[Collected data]
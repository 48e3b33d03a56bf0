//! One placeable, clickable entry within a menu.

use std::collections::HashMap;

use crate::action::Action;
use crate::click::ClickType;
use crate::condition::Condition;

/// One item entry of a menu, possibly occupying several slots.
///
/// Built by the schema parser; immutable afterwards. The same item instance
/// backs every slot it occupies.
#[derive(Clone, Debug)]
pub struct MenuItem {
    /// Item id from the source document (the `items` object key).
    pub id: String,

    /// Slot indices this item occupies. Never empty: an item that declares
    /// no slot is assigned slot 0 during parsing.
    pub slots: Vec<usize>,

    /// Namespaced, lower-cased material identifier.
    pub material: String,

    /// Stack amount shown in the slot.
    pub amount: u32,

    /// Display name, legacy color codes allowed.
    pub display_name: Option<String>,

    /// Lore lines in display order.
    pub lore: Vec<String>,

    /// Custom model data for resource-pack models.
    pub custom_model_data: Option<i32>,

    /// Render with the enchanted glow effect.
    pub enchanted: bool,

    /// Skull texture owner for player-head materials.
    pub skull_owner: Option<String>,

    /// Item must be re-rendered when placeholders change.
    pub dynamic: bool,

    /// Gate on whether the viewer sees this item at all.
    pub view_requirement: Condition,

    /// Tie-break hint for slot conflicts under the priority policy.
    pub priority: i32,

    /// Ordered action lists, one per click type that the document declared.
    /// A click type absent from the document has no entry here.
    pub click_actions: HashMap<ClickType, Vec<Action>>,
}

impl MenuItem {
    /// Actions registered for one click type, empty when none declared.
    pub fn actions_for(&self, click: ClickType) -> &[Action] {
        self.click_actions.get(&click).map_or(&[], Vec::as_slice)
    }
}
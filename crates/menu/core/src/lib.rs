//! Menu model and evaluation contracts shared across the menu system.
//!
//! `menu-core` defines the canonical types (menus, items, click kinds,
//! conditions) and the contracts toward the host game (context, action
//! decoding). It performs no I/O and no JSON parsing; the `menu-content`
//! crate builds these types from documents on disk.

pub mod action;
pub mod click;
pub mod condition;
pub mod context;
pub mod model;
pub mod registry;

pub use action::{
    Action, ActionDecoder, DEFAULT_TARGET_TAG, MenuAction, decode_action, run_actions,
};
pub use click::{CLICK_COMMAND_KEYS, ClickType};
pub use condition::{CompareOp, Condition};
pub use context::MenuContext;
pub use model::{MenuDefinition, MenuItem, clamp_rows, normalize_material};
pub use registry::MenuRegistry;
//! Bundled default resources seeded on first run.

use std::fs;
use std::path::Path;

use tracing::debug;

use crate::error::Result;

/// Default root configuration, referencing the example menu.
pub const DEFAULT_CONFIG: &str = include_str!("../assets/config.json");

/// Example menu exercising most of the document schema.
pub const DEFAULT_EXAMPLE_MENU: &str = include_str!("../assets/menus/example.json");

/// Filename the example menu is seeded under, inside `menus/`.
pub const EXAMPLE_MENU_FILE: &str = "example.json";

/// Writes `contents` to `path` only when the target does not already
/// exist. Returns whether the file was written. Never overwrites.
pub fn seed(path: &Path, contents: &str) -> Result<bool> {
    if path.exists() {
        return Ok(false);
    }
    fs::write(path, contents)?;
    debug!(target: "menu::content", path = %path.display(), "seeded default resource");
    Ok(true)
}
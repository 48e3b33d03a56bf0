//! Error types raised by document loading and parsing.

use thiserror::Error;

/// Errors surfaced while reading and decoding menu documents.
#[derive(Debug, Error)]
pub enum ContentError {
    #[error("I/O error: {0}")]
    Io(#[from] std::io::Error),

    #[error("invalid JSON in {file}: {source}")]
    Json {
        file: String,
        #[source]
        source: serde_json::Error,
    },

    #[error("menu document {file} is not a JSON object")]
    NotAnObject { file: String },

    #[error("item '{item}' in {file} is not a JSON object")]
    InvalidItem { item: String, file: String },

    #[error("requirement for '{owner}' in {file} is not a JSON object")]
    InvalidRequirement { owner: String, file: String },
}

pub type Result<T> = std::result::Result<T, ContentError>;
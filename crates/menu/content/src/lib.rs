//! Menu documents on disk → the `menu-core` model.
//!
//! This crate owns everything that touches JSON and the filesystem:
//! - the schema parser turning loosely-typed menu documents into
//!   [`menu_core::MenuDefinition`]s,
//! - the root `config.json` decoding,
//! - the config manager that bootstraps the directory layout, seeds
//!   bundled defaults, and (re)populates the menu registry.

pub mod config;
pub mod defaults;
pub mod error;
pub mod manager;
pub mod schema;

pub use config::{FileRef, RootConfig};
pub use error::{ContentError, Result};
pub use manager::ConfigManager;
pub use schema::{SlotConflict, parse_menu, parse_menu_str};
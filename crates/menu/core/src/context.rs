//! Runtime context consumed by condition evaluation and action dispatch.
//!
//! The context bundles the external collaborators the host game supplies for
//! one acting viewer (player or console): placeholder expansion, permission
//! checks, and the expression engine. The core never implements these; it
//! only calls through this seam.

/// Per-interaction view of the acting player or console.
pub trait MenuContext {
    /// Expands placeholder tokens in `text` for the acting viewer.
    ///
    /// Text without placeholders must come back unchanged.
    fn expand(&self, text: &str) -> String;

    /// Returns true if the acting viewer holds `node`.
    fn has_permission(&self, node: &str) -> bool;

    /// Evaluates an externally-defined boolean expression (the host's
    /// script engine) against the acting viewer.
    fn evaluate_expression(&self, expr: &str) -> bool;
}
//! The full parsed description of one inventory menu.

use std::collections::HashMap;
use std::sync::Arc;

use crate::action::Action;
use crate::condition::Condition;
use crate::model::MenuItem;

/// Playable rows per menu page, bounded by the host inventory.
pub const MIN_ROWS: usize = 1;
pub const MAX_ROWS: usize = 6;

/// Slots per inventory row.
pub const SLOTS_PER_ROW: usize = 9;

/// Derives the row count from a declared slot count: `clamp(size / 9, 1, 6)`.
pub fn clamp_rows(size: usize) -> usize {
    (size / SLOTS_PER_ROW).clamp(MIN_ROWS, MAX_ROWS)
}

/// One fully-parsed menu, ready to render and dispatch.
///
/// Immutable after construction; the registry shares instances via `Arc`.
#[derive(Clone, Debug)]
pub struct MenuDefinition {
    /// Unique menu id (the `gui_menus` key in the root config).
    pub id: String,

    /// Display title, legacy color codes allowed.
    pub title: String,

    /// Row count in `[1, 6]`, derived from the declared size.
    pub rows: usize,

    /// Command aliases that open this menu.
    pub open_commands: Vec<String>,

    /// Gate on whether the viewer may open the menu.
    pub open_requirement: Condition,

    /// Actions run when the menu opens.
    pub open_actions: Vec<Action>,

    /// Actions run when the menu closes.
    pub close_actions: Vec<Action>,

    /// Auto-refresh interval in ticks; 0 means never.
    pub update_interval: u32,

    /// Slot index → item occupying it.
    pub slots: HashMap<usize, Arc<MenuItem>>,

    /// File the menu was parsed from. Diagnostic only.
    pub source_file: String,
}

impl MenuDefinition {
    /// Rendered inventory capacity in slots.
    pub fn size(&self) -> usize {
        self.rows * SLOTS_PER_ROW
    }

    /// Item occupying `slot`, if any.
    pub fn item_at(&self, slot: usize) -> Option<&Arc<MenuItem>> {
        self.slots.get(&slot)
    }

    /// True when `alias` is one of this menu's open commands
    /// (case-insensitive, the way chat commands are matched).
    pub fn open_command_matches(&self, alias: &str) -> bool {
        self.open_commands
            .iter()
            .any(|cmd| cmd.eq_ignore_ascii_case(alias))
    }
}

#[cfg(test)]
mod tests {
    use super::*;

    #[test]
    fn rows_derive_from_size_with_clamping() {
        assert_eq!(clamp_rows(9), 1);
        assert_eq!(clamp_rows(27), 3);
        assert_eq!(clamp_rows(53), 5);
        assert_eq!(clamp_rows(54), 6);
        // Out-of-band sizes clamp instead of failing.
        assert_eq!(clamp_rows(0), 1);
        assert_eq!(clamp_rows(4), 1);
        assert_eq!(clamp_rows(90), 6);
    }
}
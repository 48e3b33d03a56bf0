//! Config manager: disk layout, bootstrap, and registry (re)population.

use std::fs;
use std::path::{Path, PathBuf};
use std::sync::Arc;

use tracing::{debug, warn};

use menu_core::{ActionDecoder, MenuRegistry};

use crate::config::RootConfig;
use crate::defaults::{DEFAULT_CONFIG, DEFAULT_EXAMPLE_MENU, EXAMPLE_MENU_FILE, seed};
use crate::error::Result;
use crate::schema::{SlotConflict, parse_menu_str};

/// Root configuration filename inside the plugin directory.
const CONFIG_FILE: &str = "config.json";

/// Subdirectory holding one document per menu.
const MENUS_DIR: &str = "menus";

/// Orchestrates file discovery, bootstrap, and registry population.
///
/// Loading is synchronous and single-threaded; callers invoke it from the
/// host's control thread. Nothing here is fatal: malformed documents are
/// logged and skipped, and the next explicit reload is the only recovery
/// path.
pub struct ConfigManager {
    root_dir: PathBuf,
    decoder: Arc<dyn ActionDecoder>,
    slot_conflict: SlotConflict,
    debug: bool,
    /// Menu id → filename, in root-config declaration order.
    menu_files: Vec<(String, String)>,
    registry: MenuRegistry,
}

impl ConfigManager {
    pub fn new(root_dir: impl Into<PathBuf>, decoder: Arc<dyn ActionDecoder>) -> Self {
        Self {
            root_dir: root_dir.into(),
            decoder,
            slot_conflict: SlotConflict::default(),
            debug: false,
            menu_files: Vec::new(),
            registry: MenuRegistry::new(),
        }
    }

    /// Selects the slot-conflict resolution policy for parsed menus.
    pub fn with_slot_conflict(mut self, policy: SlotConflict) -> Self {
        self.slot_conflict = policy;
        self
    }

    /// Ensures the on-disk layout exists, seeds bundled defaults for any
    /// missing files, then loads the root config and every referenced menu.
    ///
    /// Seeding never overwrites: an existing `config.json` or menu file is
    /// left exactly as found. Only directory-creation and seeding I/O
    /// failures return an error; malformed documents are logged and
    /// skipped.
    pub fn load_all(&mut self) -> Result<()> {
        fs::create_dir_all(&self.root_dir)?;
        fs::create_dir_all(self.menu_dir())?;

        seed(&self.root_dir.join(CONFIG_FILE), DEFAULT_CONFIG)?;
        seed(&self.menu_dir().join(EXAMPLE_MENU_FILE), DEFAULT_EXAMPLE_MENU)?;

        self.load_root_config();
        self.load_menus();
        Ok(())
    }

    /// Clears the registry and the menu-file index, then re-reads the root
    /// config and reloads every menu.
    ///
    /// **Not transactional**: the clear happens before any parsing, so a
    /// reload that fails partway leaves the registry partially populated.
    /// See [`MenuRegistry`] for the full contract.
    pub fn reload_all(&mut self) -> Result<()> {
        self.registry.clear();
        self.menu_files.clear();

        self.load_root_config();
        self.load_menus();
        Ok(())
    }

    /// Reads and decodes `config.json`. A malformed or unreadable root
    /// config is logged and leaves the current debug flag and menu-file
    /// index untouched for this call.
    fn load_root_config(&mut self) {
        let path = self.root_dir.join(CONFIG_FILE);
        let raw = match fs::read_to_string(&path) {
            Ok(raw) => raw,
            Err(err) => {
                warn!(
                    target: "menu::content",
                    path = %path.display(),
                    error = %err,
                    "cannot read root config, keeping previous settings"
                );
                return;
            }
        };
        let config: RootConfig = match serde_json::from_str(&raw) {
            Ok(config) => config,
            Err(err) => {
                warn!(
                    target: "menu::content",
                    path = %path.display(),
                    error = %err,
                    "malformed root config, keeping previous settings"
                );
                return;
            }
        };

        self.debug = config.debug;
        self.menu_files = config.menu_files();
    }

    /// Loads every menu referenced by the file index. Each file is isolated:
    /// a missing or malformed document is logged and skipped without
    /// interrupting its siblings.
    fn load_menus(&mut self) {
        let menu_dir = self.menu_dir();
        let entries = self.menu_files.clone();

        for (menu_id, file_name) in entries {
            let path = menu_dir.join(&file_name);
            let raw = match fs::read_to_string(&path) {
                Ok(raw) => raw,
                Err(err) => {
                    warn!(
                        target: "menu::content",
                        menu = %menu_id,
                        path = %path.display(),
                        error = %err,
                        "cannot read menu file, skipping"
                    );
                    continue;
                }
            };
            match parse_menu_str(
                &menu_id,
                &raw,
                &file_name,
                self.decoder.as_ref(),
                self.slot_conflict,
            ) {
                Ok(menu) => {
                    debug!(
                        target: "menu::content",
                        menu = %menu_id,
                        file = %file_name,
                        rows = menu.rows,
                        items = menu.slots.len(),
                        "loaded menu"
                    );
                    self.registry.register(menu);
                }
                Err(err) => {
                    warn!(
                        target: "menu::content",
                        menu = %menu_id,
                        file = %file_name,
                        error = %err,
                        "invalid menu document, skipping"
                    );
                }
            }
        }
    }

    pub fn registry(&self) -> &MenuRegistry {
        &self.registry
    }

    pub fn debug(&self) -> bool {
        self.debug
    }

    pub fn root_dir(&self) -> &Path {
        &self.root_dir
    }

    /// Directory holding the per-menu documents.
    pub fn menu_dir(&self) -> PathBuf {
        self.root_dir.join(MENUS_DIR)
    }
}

§ **Assignment**:
Lines in the records above that carry the word "priority" are to be located and copied.

§ **Written response**:
    /// Tie-break hint for slot conflicts under the priority policy.
    pub priority: i32,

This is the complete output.